“Hello,” her friend said.
“Guess what?” Louise responded, without a proper greeting.
Catherine sighed. “I hate when people say that.”
“My shit of an ex-husband knocked up his wife.”
“I see. Well, that is news. When is the blessed event to occur?”
“October.”
“I wonder if this has anything to do with his canceling Isobel’s visit?” Catherine mused. “Either way, I’m so sorry. It’s bad timing for you, isn’t it, this news?”
“Bad timing for Isobel, too,” Louise said. “First he cancels her visit and now this.”
“You can’t be sure Isobel will mind so terribly, can you? I mean, she wrapped her head around the fact of two stepsisters prettily easily. Then again . . .”
“Exactly. Then again, this kid is Andrew’s.”
“And in some ways then, a part of Isobel. Something she shares with her father and not at all with you.”
Louise frowned. “Thank you for pointing out that all-too-obvious fact.”
“Sorry. I call them as I see them.”
“Yeah, no worries. I have to go. Thanks for listening.”
Catherine said, “Anytime,” and ended the call.
Louise went back into the kitchen. It was the time of the morning that she usually enjoyed. The inn was blessedly empty; guests had gone off on their adventures, Bella and the housecleaning staff had finished their work for the day, even Isobel was usually out with Gwen or off on an excursion of her own, novel or notebook in hand.
Today, however, Louise found the silence to be evidence of isolation, not of peace and quiet and strengthening solitude. Andrew’s news had shaken her. She didn’t know why, but the idea of his having a child with Vicky had never even occurred to her. “Stupid,” she pronounced to the empty kitchen.
Louise had been so intensely grateful for Isobel and Andrew had seemed so contented, too, neither had even mentioned the notion of having another child. She wondered now if that had been a big mistake.
Andrew had known about the miscarriage, of course, and had been appropriately horrified and sorry for her. He also knew that the baby had been a girl. Louise had not known this until the awful end, at three months into the pregnancy. A nurse had asked if the child had a name . . .

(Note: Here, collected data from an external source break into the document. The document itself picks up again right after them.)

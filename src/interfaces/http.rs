//! Inbound HTTP: the processor's webhook and a health check.

use crate::application::reconciliation::{Reconciler, WebhookAck};
use axum::body::Bytes;
use axum::extract::State;
use axum::routing::{get, post};
use axum::{Json, Router};
use serde_json::{Value, json};

pub const WEBHOOK_PATH: &str = "/webhooks/achq";

pub fn router(reconciler: Reconciler) -> Router {
    Router::new()
        .route("/health", get(health))
        .route(WEBHOOK_PATH, post(achq_webhook))
        .with_state(reconciler)
}

async fn health() -> Json<Value> {
    Json(json!({ "status": "ok" }))
}

/// Always answers 200 so the processor does not redeliver; failures are only
/// logged.
async fn achq_webhook(State(reconciler): State<Reconciler>, body: Bytes) -> Json<WebhookAck> {
    let raw = String::from_utf8_lossy(&body);
    Json(reconciler.handle_webhook(&raw).await)
}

Had the nurse asked for the name of the father? Louise could not for the life of her remember. Father. That was a cruel joke. More like drunk, angry, barely conscious source of sperm . . .
Louise picked up the teakettle and put it down again. There was much to do—guest rooms to be inspected, bills to be paid, dirty laundry to wash—but she felt disinclined to do any of it. What she suddenly wanted to do more than anything—and even though she hadn’t had the impulse for well over a year—was to call Andrew and demand closure, real closure this time. . . .
With Herculean effort Louise talked herself off the ledge. She had learned the hard way that most times when you said you wanted closure, what you really wanted was an entirely different ending to the story that had already ended. Demanding closure—more than once or twice, anyway—was not a way to heal. It was evidence of an emphasis on your own pride and damaged ego. To demand on having the final word was, she had come to realize, to demand the right to a spoken version of the nastiness running through your head like a dirty, swollen stream, roiling with broken branches and dead fish. So—and it had been difficult—she had stopped pestering Andrew with calls and letters, had stopped insisting they have a final conversation when what she really meant by “conversation” was that Andrew shut up and listen to her abuse.
Closure with Ted had looked like something very, very different, Louise thought now. She had gotten a restraining order after the accident, but he had come to see her in spite of it, full of the usual meaningless apologies and excuses meant to elicit pity for a misunderstood and downtrodden man. Closure had then involved the police. And therapy, to help heal her bruised ego and come to terms with the loss of the baby. And then, of course, closure had involved the slow, painful healing of cracked and broken bones.
Not many months after Louise’s fall, Ted had been arrested for punching some guy in a bar fight. He was back out on the street after that again where, exactly seven months after the date of Louise’s miscarriage, he had died a particularly fitting death—if one could say that without being totally callous. Ted Dunbar was shot and killed by the brother of a woman he had attempted to rape. The avenging brother was no prize, either. It turned out the gun he had used to kill Ted was stolen and he had had a string of drug-related arrests trailing behind him for years. Louise had no idea what had become of the man who had unknowingly removed the scourge from her life.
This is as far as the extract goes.